_Records for the exercise_:
// SPDX-License-Identifier: Apache-2.0
// Copyright (c) 2026 Coact Contributors

//! `/signaling` WebSocket handler (spec §6). One connection, one client id,
//! assigned on upgrade; mirrors the teacher's per-connection task shape in
//! `transport/ws.rs` — a single task owns the socket and splices inbound
//! client frames against an outbound mpsc channel fed by the registry.

use std::sync::Arc;

use axum::extract::ws::{Message, WebSocket};
use axum::extract::{State, WebSocketUpgrade};
use axum::response::IntoResponse;
use futures_util::{SinkExt, StreamExt};
use tokio::sync::mpsc;
use tracing::warn;
use uuid::Uuid;

use crate::messages::{ClientMessage, RelayPayload, ServerMessage};
use crate::registry::SignalRegistry;

pub struct SignalState {
    pub registry: Arc<SignalRegistry>,
}

pub async fn upgrade(State(state): State<Arc<SignalState>>, ws: WebSocketUpgrade) -> impl IntoResponse {
    ws.on_upgrade(move |socket| handle(socket, state))
}

async fn handle(socket: WebSocket, state: Arc<SignalState>) {
    let client_id = Uuid::new_v4().to_string();
    let (tx, mut rx) = mpsc::channel::<ServerMessage>(32);
    state.registry.register_client(client_id.clone(), tx.clone()).await;

    let (mut ws_tx, mut ws_rx) = socket.split();
    if send(&mut ws_tx, &ServerMessage::Welcome { client_id: client_id.clone() }).await.is_err() {
        state.registry.disconnect(&client_id).await;
        return;
    }

    loop {
        tokio::select! {
            outbound = rx.recv() => {
                match outbound {
                    Some(msg) => {
                        if send(&mut ws_tx, &msg).await.is_err() {
                            break;
                        }
                    }
                    None => break,
                }
            }

            inbound = ws_rx.next() => {
                match inbound {
                    Some(Ok(Message::Text(text))) => {
                        if handle_client_message(&state, &client_id, &text, &tx).await.is_break() {
                            break;
                        }
                    }
                    Some(Ok(Message::Close(_))) | None => break,
                    Some(Err(_)) => break,
                    _ => {}
                }
            }
        }
    }

    state.registry.disconnect(&client_id).await;
}

enum Flow {
    Continue,
    Break,
}

impl Flow {
    fn is_break(&self) -> bool {
        matches!(self, Flow::Break)
    }
}

async fn handle_client_message(
    state: &Arc<SignalState>,
    client_id: &str,
    text: &str,
    tx: &mpsc::Sender<ServerMessage>,
) -> Flow {
    let parsed: Result<ClientMessage, _> = serde_json::from_str(text);
    let msg = match parsed {
        Ok(msg) => msg,
        Err(e) => {
            let _ = tx
                .send(ServerMessage::Error { code: "INVALID_INPUT".into(), message: e.to_string() })
                .await;
            return Flow::Continue;
        }
    };

    match msg {
        ClientMessage::Join { room_id, role } => match state.registry.join(client_id, &room_id, &role).await {
            Ok(participants) => {
                let _ = tx.send(ServerMessage::Joined { room_id, participants }).await;
            }
            Err(e) => {
                let _ = tx.send(ServerMessage::Error { code: e.to_body().code, message: e.message }).await;
            }
        },
        ClientMessage::Offer { target_client_id, sdp } => {
            if let Err(e) =
                state.registry.route(client_id, &target_client_id, RelayPayload::Offer { sdp }).await
            {
                let _ = tx.send(ServerMessage::Error { code: e.to_body().code, message: e.message }).await;
            }
        }
        ClientMessage::Answer { target_client_id, sdp } => {
            if let Err(e) =
                state.registry.route(client_id, &target_client_id, RelayPayload::Answer { sdp }).await
            {
                let _ = tx.send(ServerMessage::Error { code: e.to_body().code, message: e.message }).await;
            }
        }
        ClientMessage::IceCandidate { target_client_id, candidate } => {
            let _ = state
                .registry
                .route(client_id, &target_client_id, RelayPayload::IceCandidate { candidate })
                .await;
        }
        ClientMessage::Leave => return Flow::Break,
    }
    Flow::Continue
}

async fn send(
    ws_tx: &mut futures_util::stream::SplitSink<WebSocket, Message>,
    msg: &ServerMessage,
) -> Result<(), axum::Error> {
    let encoded = serde_json::to_string(msg).unwrap_or_default();
    match ws_tx.send(Message::Text(encoded.into())).await {
        Ok(()) => Ok(()),
        Err(e) => {
            warn!(error = %e, "signaling ws send failed");
            Err(e)
        }
    }
}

_Work task_: Check every line of the data, and copy the ones that contain "IntoResponse".

_Result for this task_:
use axum::response::IntoResponse;
pub async fn upgrade(State(state): State<Arc<SignalState>>, ws: WebSocketUpgrade) -> impl IntoResponse {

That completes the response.